Jean François Sivadier met en scène "Le Festin de pierre" ("Dom Juan") que Molière créa durant une période de Carnaval. Et à l'évidence, le personnage principal n'est pas celui qu'on croit. Car Don Juan (Nicolas Bouchaud), rejeton d'une grande lignée, qui fait ostentation de méchanceté et d'impiété, est en cavale après qu'il ait enlevé, séduit et abandonné une jeune fille.



© Jean-Louis Fernandez.
© Jean-Louis Fernandez.
Il a en face de lui un valet des plus étranges, Sganarelle (Vincent Guédon), qui, bien qu'obéissant et fidèle, n'est pas payé, survit en vantant, à la sauvette, les bienfaits du tabac, en revêtant en cachette un habit de médecin. L'homme dissimule avec difficulté une profonde révolte intérieure, prend à témoin le Ciel et le Public, semble rechercher désespérément une complicité pour s'extirper du guêpier où il se trouve, fume nerveusement tout le tabac qui constitue sa fortune.

Dans cette mise en scène, Sganarelle capte l'attention et sa présence, des plus expressives, modifie en permanence la perception qu'a le spectateur sur l'ouvrage représenté.

La cavale est courte, vingt-quatre heures au plus, mais elle est intense et chaotique au vu de la quantité d'événements qui se succèdent, tous en rupture les uns des autres. Le Méchant avance vers l'Enfer, le compte à rebours est lancé. Et Sganarelle ne rate pas une occasion pour laisser entendre par ses mimiques, ses allusions, ses confidences, ses mensonges, tout le mal qu'il pense et ne peut dire. Il y a dans la souffrance à servir de Sganarelle une théâtralité immédiate et spontanée. Comme un besoin vital de vérité.

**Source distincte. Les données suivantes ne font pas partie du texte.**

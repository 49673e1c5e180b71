//! Error types for route-string parsing, leg expansion, and route mutation.

use thiserror::Error;

/// Failure modes for route construction and mutation.
///
/// Construction-time failures are all-or-nothing: no partially built leg or
/// route is ever returned alongside one of these.
#[derive(Debug, Clone, PartialEq, Eq, Error)]
pub enum RouteError {
    #[error("route string `{0}` contains whitespace")]
    WhitespaceInRouteString(String),

    #[error("route segment `{0}` does not match the route-string grammar")]
    MalformedSegment(String),

    #[error("vector token `{0}` does not encode a heading of 001-360 degrees")]
    InvalidVectorHeading(String),

    #[error("restriction notation `{0}` is not parseable")]
    InvalidRestriction(String),

    #[error("hold leg length `{0}` is not of the form `<n>min` or `<n>nm`")]
    InvalidHoldLegLength(String),

    #[error("unknown fix `{0}`")]
    UnknownFix(String),

    #[error("unknown procedure or airway `{0}`")]
    UnknownProcedure(String),

    #[error("procedure `{procedure}` has no entry `{entry}`")]
    InvalidEntry { procedure: String, entry: String },

    #[error("procedure `{procedure}` has no exit `{exit}`")]
    InvalidExit { procedure: String, exit: String },

    #[error("segment `{0}` expands to no waypoints")]
    EmptyLeg(String),

    #[error("route `{0}` resolves to fewer than two waypoints")]
    TooFewWaypoints(String),
}
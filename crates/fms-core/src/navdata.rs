//! Navigation database: published fixes, procedures, and airways.
//!
//! The database is a read-only dependency injected into leg and route
//! construction. It never lives in a global; tests build small fixture
//! databases and production code loads one per airport.

use std::collections::HashMap;

use serde::{Deserialize, Serialize};

use crate::error::RouteError;
use crate::spatial::Position;

/// Altitude/speed bounds attached to a procedure fix. Feet and knots.
#[derive(Debug, Clone, Copy, Default, PartialEq, Eq, Serialize, Deserialize)]
pub struct Restrictions {
    #[serde(default)]
    pub altitude_minimum: Option<i32>,
    #[serde(default)]
    pub altitude_maximum: Option<i32>,
    #[serde(default)]
    pub speed_minimum: Option<i32>,
    #[serde(default)]
    pub speed_maximum: Option<i32>,
}

impl Restrictions {
    pub fn is_empty(&self) -> bool {
        self.altitude_minimum.is_none()
            && self.altitude_maximum.is_none()
            && self.speed_minimum.is_none()
            && self.speed_maximum.is_none()
    }

    /// Parse the compact notation published procedures attach to fixes.
    ///
    /// Items join with `|`: `A110+` (at or above 11,000ft), `A80-` (at or
    /// below 8,000ft), `S250` (at 250kt — both bounds). Altitudes are given
    /// in hundreds of feet.
    pub fn parse(notation: &str) -> Result<Self, RouteError> {
        let mut restrictions = Restrictions::default();

        for item in notation.split('|') {
            let item = item.trim().to_ascii_lowercase();
            if item.is_empty() {
                continue;
            }

            let invalid = || RouteError::InvalidRestriction(notation.to_string());
            let (rest, qualifier) = match (item.strip_suffix('+'), item.strip_suffix('-')) {
                (Some(rest), _) => (rest, Some('+')),
                (_, Some(rest)) => (rest, Some('-')),
                _ => (item.as_str(), None),
            };

            if let Some(digits) = rest.strip_prefix('a') {
                let feet = digits.parse::<i32>().map_err(|_| invalid())? * 100;
                match qualifier {
                    Some('+') => restrictions.altitude_minimum = Some(feet),
                    Some('-') => restrictions.altitude_maximum = Some(feet),
                    _ => {
                        restrictions.altitude_minimum = Some(feet);
                        restrictions.altitude_maximum = Some(feet);
                    }
                }
            } else if let Some(digits) = rest.strip_prefix('s') {
                let knots = digits.parse::<i32>().map_err(|_| invalid())?;
                match qualifier {
                    Some('+') => restrictions.speed_minimum = Some(knots),
                    Some('-') => restrictions.speed_maximum = Some(knots),
                    _ => {
                        restrictions.speed_minimum = Some(knots);
                        restrictions.speed_maximum = Some(knots);
                    }
                }
            } else {
                return Err(invalid());
            }
        }

        Ok(restrictions)
    }
}

/// One step of a procedure or airway: a fix name plus any bounds the
/// publication attaches to it.
#[derive(Debug, Clone, PartialEq, Eq, Serialize, Deserialize)]
pub struct ProcedureFix {
    pub name: String,
    #[serde(default)]
    pub restrictions: Restrictions,
}

impl ProcedureFix {
    pub fn new(name: &str) -> Self {
        Self {
            name: name.to_ascii_lowercase(),
            restrictions: Restrictions::default(),
        }
    }

    /// Attach restrictions from the compact notation, e.g. `A110+|S250`.
    pub fn with_restrictions(name: &str, notation: &str) -> Result<Self, RouteError> {
        Ok(Self {
            name: name.to_ascii_lowercase(),
            restrictions: Restrictions::parse(notation)?,
        })
    }
}

#[derive(Debug, Clone, Copy, PartialEq, Eq, Serialize, Deserialize)]
#[serde(rename_all = "lowercase")]
pub enum ProcedureKind {
    Sid,
    Star,
}

/// A published SID or STAR: entry-keyed segments (runways for a SID,
/// transitions for a STAR) around a common body, then exit-keyed segments.
#[derive(Debug, Clone, PartialEq, Serialize, Deserialize)]
pub struct Procedure {
    pub name: String,
    pub kind: ProcedureKind,
    #[serde(default)]
    pub entry_points: HashMap<String, Vec<ProcedureFix>>,
    #[serde(default)]
    pub body: Vec<ProcedureFix>,
    #[serde(default)]
    pub exit_points: HashMap<String, Vec<ProcedureFix>>,
}

impl Procedure {
    /// Ordered fixes from `entry` through the body to `exit`.
    pub fn collect_fixes(&self, entry: &str, exit: &str) -> Result<Vec<ProcedureFix>, RouteError> {
        let entry_fixes =
            self.entry_points
                .get(&entry.to_ascii_lowercase())
                .ok_or_else(|| RouteError::InvalidEntry {
                    procedure: self.name.clone(),
                    entry: entry.to_string(),
                })?;
        let exit_fixes =
            self.exit_points
                .get(&exit.to_ascii_lowercase())
                .ok_or_else(|| RouteError::InvalidExit {
                    procedure: self.name.clone(),
                    exit: exit.to_string(),
                })?;

        let mut fixes =
            Vec::with_capacity(entry_fixes.len() + self.body.len() + exit_fixes.len());
        fixes.extend_from_slice(entry_fixes);
        fixes.extend_from_slice(&self.body);
        fixes.extend_from_slice(exit_fixes);
        Ok(fixes)
    }
}

/// A published airway: a linear fix chain joinable at any on-airway fix and
/// flyable in either direction.
#[derive(Debug, Clone, PartialEq, Serialize, Deserialize)]
pub struct Airway {
    pub name: String,
    pub fixes: Vec<ProcedureFix>,
}

impl Airway {
    /// Inclusive span between two on-airway fixes, reversed when `exit`
    /// precedes `entry` in the published direction.
    pub fn fixes_between(&self, entry: &str, exit: &str) -> Result<Vec<ProcedureFix>, RouteError> {
        let entry = entry.to_ascii_lowercase();
        let exit = exit.to_ascii_lowercase();

        let entry_index = self
            .fixes
            .iter()
            .position(|fix| fix.name == entry)
            .ok_or_else(|| RouteError::InvalidEntry {
                procedure: self.name.clone(),
                entry,
            })?;
        let exit_index = self
            .fixes
            .iter()
            .position(|fix| fix.name == exit)
            .ok_or_else(|| RouteError::InvalidExit {
                procedure: self.name.clone(),
                exit,
            })?;

        let span = if entry_index <= exit_index {
            self.fixes[entry_index..=exit_index].to_vec()
        } else {
            self.fixes[exit_index..=entry_index]
                .iter()
                .rev()
                .cloned()
                .collect()
        };
        Ok(span)
    }
}

/// Read-only lookup tables for everything a route string can reference.
///
/// Names canonicalize to lowercase on insert; lookups lowercase the query,
/// so callers may pass idents in any case.
#[derive(Debug, Clone, Default, PartialEq, Serialize, Deserialize)]
pub struct NavDatabase {
    #[serde(default)]
    fixes: HashMap<String, Position>,
    #[serde(default)]
    procedures: HashMap<String, Procedure>,
    #[serde(default)]
    airways: HashMap<String, Airway>,
}

impl NavDatabase {
    pub fn new() -> Self {
        Self::default()
    }

    pub fn add_fix(&mut self, name: &str, position: Position) {
        self.fixes.insert(name.to_ascii_lowercase(), position);
    }

    pub fn add_procedure(&mut self, procedure: Procedure) {
        self.procedures
            .insert(procedure.name.to_ascii_lowercase(), procedure);
    }

    pub fn add_airway(&mut self, airway: Airway) {
        self.airways.insert(airway.name.to_ascii_lowercase(), airway);
    }

    pub fn fix(&self, name: &str) -> Option<&Position> {
        self.fixes.get(&name.to_ascii_lowercase())
    }

    pub fn procedure(&self, name: &str) -> Option<&Procedure> {
        self.procedures.get(&name.to_ascii_lowercase())
    }

    pub fn airway(&self, name: &str) -> Option<&Airway> {
        self.airways.get(&name.to_ascii_lowercase())
    }
}

#[cfg(test)]
mod tests {
    use super::*;

    fn sample_airway() -> Airway {
        Airway {
            name: "v458".to_string(),
            fixes: vec![
                ProcedureFix::new("sxc"),
                ProcedureFix::new("hec"),
                ProcedureFix::new("ipl"),
            ],
        }
    }

    #[test]
    fn parse_restriction_bounds() {
        let restrictions = Restrictions::parse("A110+|S250-").unwrap();
        assert_eq!(restrictions.altitude_minimum, Some(11_000));
        assert_eq!(restrictions.altitude_maximum, None);
        assert_eq!(restrictions.speed_maximum, Some(250));
        assert_eq!(restrictions.speed_minimum, None);
    }

    #[test]
    fn parse_at_restriction_sets_both_bounds() {
        let restrictions = Restrictions::parse("a80").unwrap();
        assert_eq!(restrictions.altitude_minimum, Some(8_000));
        assert_eq!(restrictions.altitude_maximum, Some(8_000));
    }

    #[test]
    fn parse_rejects_garbage_notation() {
        assert!(Restrictions::parse("x120").is_err());
        assert!(Restrictions::parse("Aabc+").is_err());
        assert!(Restrictions::parse("").map(|r| r.is_empty()).unwrap_or(false));
    }

    #[test]
    fn airway_span_forward_and_reversed() {
        let airway = sample_airway();

        let forward = airway.fixes_between("sxc", "ipl").unwrap();
        let names: Vec<&str> = forward.iter().map(|f| f.name.as_str()).collect();
        assert_eq!(names, vec!["sxc", "hec", "ipl"]);

        let reversed = airway.fixes_between("ipl", "sxc").unwrap();
        let names: Vec<&str> = reversed.iter().map(|f| f.name.as_str()).collect();
        assert_eq!(names, vec!["ipl", "hec", "sxc"]);
    }

    #[test]
    fn airway_rejects_off_airway_fix() {
        let airway = sample_airway();
        assert!(matches!(
            airway.fixes_between("sxc", "dag"),
            Err(RouteError::InvalidExit { .. })
        ));
    }

    #[test]
    fn procedure_collects_entry_body_exit() {
        let procedure = Procedure {
            name: "offsh9".to_string(),
            kind: ProcedureKind::Sid,
            entry_points: HashMap::from([(
                "ksfo28r".to_string(),
                vec![ProcedureFix::new("senzy")],
            )]),
            body: vec![ProcedureFix::new("peeno")],
            exit_points: HashMap::from([("sxc".to_string(), vec![ProcedureFix::new("sxc")])]),
        };

        let fixes = procedure.collect_fixes("KSFO28R", "sxc").unwrap();
        let names: Vec<&str> = fixes.iter().map(|f| f.name.as_str()).collect();
        assert_eq!(names, vec!["senzy", "peeno", "sxc"]);

        assert!(matches!(
            procedure.collect_fixes("ksfo10l", "sxc"),
            Err(RouteError::InvalidEntry { .. })
        ));
    }

    #[test]
    fn database_lookup_is_case_insensitive() {
        let mut navdb = NavDatabase::new();
        navdb.add_fix("SXC", Position::new(33.38, -118.42));

        assert!(navdb.fix("sxc").is_some());
        assert!(navdb.fix("SXC").is_some());
        assert!(navdb.fix("dag").is_none());
    }

    #[test]
    fn database_deserializes_from_fixture_json() {
        let navdb: NavDatabase = serde_json::from_value(serde_json::json!({
            "fixes": {
                "sxc": { "lat": 33.38, "lon": -118.42 },
                "ipl": { "lat": 32.95, "lon": -115.57 }
            },
            "airways": {
                "v458": {
                    "name": "v458",
                    "fixes": [
                        { "name": "sxc" },
                        { "name": "ipl", "restrictions": { "altitude_minimum": 7000 } }
                    ]
                }
            }
        }))
        .expect("fixture should deserialize");

        assert!(navdb.fix("sxc").is_some());
        let airway = navdb.airway("V458").expect("airway should resolve");
        assert_eq!(airway.fixes[1].restrictions.altitude_minimum, Some(7_000));
    }
}
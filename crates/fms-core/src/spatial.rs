//! Spatial math for route geometry: distances, bearings, relative offsets.

use serde::{Deserialize, Serialize};

pub const EARTH_RADIUS_M: f64 = 6_371_000.0;

const TWO_PI: f64 = 2.0 * std::f64::consts::PI;

/// A geographic position in decimal degrees.
#[derive(Debug, Clone, Copy, PartialEq, Serialize, Deserialize)]
pub struct Position {
    pub lat: f64,
    pub lon: f64,
}

impl Position {
    pub fn new(lat: f64, lon: f64) -> Self {
        Self { lat, lon }
    }

    /// Great-circle distance to `other` in meters.
    pub fn distance_to(&self, other: &Position) -> f64 {
        haversine_distance(self.lat, self.lon, other.lat, other.lon)
    }

    /// Initial bearing to `other` in radians, normalized to [0, 2π).
    pub fn bearing_to(&self, other: &Position) -> f64 {
        bearing(self.lat, self.lon, other.lat, other.lon).rem_euclid(TWO_PI)
    }

    /// Signed (east, north) offsets in meters relative to `origin`.
    ///
    /// Equirectangular projection scaled at the origin latitude; accurate at
    /// terminal-area distances.
    pub fn relative_to(&self, origin: &Position) -> (f64, f64) {
        let east = (self.lon - origin.lon) * meters_per_deg_lon(origin.lat);
        let north = (self.lat - origin.lat) * meters_per_deg_lat(origin.lat);
        (east, north)
    }
}

/// Calculate distance between two points in meters using Haversine formula.
pub fn haversine_distance(lat1: f64, lon1: f64, lat2: f64, lon2: f64) -> f64 {
    let phi1 = lat1.to_radians();
    let phi2 = lat2.to_radians();
    let dphi = (lat2 - lat1).to_radians();
    let dlambda = (lon2 - lon1).to_radians();
    let a = (dphi / 2.0).sin().powi(2) + phi1.cos() * phi2.cos() * (dlambda / 2.0).sin().powi(2);
    2.0 * EARTH_RADIUS_M * a.sqrt().atan2((1.0 - a).sqrt())
}

/// Calculate bearing from point 1 to point 2 in radians.
/// Returns bearing in radians, 0 = north, π/2 = east.
pub fn bearing(lat1: f64, lon1: f64, lat2: f64, lon2: f64) -> f64 {
    let phi1 = lat1.to_radians();
    let phi2 = lat2.to_radians();
    let delta_lambda = (lon2 - lon1).to_radians();

    let x = delta_lambda.sin() * phi2.cos();
    let y = phi1.cos() * phi2.sin() - phi1.sin() * phi2.cos() * delta_lambda.cos();

    x.atan2(y)
}

/// Meters per degree of latitude at a given latitude (WGS84 approximation).
pub fn meters_per_deg_lat(lat_deg: f64) -> f64 {
    let lat_rad = lat_deg.to_radians();
    111_132.954 - 559.822 * (2.0 * lat_rad).cos() + 1.175 * (4.0 * lat_rad).cos()
        - 0.0023 * (6.0 * lat_rad).cos()
}

/// Meters per degree of longitude at a given latitude (WGS84 approximation).
pub fn meters_per_deg_lon(lat_deg: f64) -> f64 {
    let lat_rad = lat_deg.to_radians();
    111_412.84 * lat_rad.cos() - 93.5 * (3.0 * lat_rad).cos() + 0.118 * (5.0 * lat_rad).cos()
}

#[cfg(test)]
mod tests {
    use super::*;
    use std::f64::consts::FRAC_PI_2;

    #[test]
    fn test_haversine_known_distance() {
        // ~111km between these points (1 degree latitude)
        let dist = haversine_distance(0.0, 0.0, 1.0, 0.0);
        assert!((dist - 111_194.0).abs() < 100.0);
    }

    #[test]
    fn test_haversine_same_point() {
        let dist = haversine_distance(36.08, -115.15, 36.08, -115.15);
        assert!(dist < 0.001);
    }

    #[test]
    fn bearing_cardinal_directions() {
        let origin = Position::new(36.0, -115.0);

        let north = Position::new(37.0, -115.0);
        assert!(origin.bearing_to(&north).abs() < 0.01);

        let east = Position::new(36.0, -114.0);
        assert!((origin.bearing_to(&east) - FRAC_PI_2).abs() < 0.01);

        // Due west comes back normalized into [0, 2π), not negative.
        let west = Position::new(36.0, -116.0);
        assert!((origin.bearing_to(&west) - 3.0 * FRAC_PI_2).abs() < 0.01);
    }

    #[test]
    fn relative_offsets_have_correct_signs() {
        let origin = Position::new(36.0, -115.0);
        let northeast = Position::new(36.1, -114.9);

        let (east, north) = northeast.relative_to(&origin);
        assert!(east > 0.0, "expected positive east offset, got {east}");
        assert!(north > 0.0, "expected positive north offset, got {north}");

        // ~0.1 degree of latitude is ~11km
        assert!((north - 11_113.0).abs() < 100.0);
    }
}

Il se pourrait bien que l'histoire délivre le point de vue de Sganarelle lui-même.

Il apparaît très vite que Don Juan exploite Sganarelle comme si le valet lui était indispensable pour conduire des expériences de provocations et de blasphème, pour tester les limites et convertir les représentants du genre humain à une pensée libre de toute superstition : ce qu'il semble ne pas réussir.

© Jean-Louis Fernandez.
© Jean-Louis Fernandez.
Le piquant de l'histoire, c'est que les situations se renversent. Les certitudes rationalistes de Don Juan vacillent au fur et à mesure que Sganarelle se découvre des pouvoirs en matière de médecine, lorsque celui-ci découvre dans le tombeau de l'homme que son maître a assassiné la vie des spectres. Les deux sont alors pris par le vertige de l'irrationnel. La puissance et l'énergie de Don Juan tournent à vide et tout disparaît dans un anéantissement inexpliqué.

La pièce fait appel de manière substantielle à la machine du Théâtre, et Jean François Sivadier en exploite toutes les ressources, son deus ex machina est sur-présent, sa matérialité des plus évidentes. Appuyant, ponctuant un texte dont les intermèdes et les lazzis sont densifiés et transposés en langage contemporain. C'est un festival qui, au-delà de Molière, exploite les images du mythe Don Juan en citant Don Giovanni, Sade etc. D'une certaine manière, cette conception retorse de la scénographie qui exploite toutes les capacités de propagation comique, qui repousse les limites de la farce et du tréteau, qui montre les apparences et les reflets de ce qui n'est pas montré, les effets sans les causes, conduit jusqu'à l'absurde et prend le risque de l'encombrement, et la saturation de l'espace et du temps de la réflexion.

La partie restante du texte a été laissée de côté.